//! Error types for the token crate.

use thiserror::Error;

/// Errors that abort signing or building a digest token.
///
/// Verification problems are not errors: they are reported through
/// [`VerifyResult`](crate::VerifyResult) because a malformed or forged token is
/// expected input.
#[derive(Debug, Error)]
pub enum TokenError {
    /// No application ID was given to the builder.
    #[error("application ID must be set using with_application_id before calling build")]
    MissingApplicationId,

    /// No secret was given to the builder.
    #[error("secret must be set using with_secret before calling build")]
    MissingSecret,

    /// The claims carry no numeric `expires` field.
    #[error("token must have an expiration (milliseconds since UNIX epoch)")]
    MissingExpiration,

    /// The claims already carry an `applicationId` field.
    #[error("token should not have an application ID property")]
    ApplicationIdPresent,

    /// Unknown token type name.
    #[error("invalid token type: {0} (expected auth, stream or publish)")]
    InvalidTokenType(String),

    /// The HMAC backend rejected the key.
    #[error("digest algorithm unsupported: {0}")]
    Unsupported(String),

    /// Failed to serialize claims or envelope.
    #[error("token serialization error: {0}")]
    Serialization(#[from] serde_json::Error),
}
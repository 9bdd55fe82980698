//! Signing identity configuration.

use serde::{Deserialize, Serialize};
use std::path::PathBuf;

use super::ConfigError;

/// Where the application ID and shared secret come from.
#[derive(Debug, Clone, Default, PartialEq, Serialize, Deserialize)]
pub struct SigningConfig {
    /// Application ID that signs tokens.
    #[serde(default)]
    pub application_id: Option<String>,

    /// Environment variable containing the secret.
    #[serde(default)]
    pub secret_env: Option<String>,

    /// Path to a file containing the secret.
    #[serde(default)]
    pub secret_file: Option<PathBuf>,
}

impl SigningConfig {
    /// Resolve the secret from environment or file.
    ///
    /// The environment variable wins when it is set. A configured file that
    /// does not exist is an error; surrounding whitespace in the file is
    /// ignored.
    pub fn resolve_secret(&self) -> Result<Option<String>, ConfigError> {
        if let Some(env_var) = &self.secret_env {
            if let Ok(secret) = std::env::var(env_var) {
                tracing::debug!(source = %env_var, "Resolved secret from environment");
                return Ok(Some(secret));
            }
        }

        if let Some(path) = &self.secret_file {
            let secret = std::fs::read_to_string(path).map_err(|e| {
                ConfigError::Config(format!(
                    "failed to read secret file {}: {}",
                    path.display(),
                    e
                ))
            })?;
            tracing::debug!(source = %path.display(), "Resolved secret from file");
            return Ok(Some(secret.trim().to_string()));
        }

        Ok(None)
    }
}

◆ EXERCISE PROMPT:
Copy out only the lines of the records above from the one with "must have an" through the one with "if let Ok(secret)", exactly as they stand, both included.

◆ TASK ANSWER:
    #[error("token must have an expiration (milliseconds since UNIX epoch)")]
    MissingExpiration,

    /// The claims already carry an `applicationId` field.
    #[error("token should not have an application ID property")]
    ApplicationIdPresent,

    /// Unknown token type name.
    #[error("invalid token type: {0} (expected auth, stream or publish)")]
    InvalidTokenType(String),

    /// The HMAC backend rejected the key.
    #[error("digest algorithm unsupported: {0}")]
    Unsupported(String),

    /// Failed to serialize claims or envelope.
    #[error("token serialization error: {0}")]
    Serialization(#[from] serde_json::Error),
}
repository 9bdd55fe82980698
//! Signing identity configuration.

use serde::{Deserialize, Serialize};
use std::path::PathBuf;

use super::ConfigError;

/// Where the application ID and shared secret come from.
#[derive(Debug, Clone, Default, PartialEq, Serialize, Deserialize)]
pub struct SigningConfig {
    /// Application ID that signs tokens.
    #[serde(default)]
    pub application_id: Option<String>,

    /// Environment variable containing the secret.
    #[serde(default)]
    pub secret_env: Option<String>,

    /// Path to a file containing the secret.
    #[serde(default)]
    pub secret_file: Option<PathBuf>,
}

impl SigningConfig {
    /// Resolve the secret from environment or file.
    ///
    /// The environment variable wins when it is set. A configured file that
    /// does not exist is an error; surrounding whitespace in the file is
    /// ignored.
    pub fn resolve_secret(&self) -> Result<Option<String>, ConfigError> {
        if let Some(env_var) = &self.secret_env {
            if let Ok(secret) = std::env::var(env_var) {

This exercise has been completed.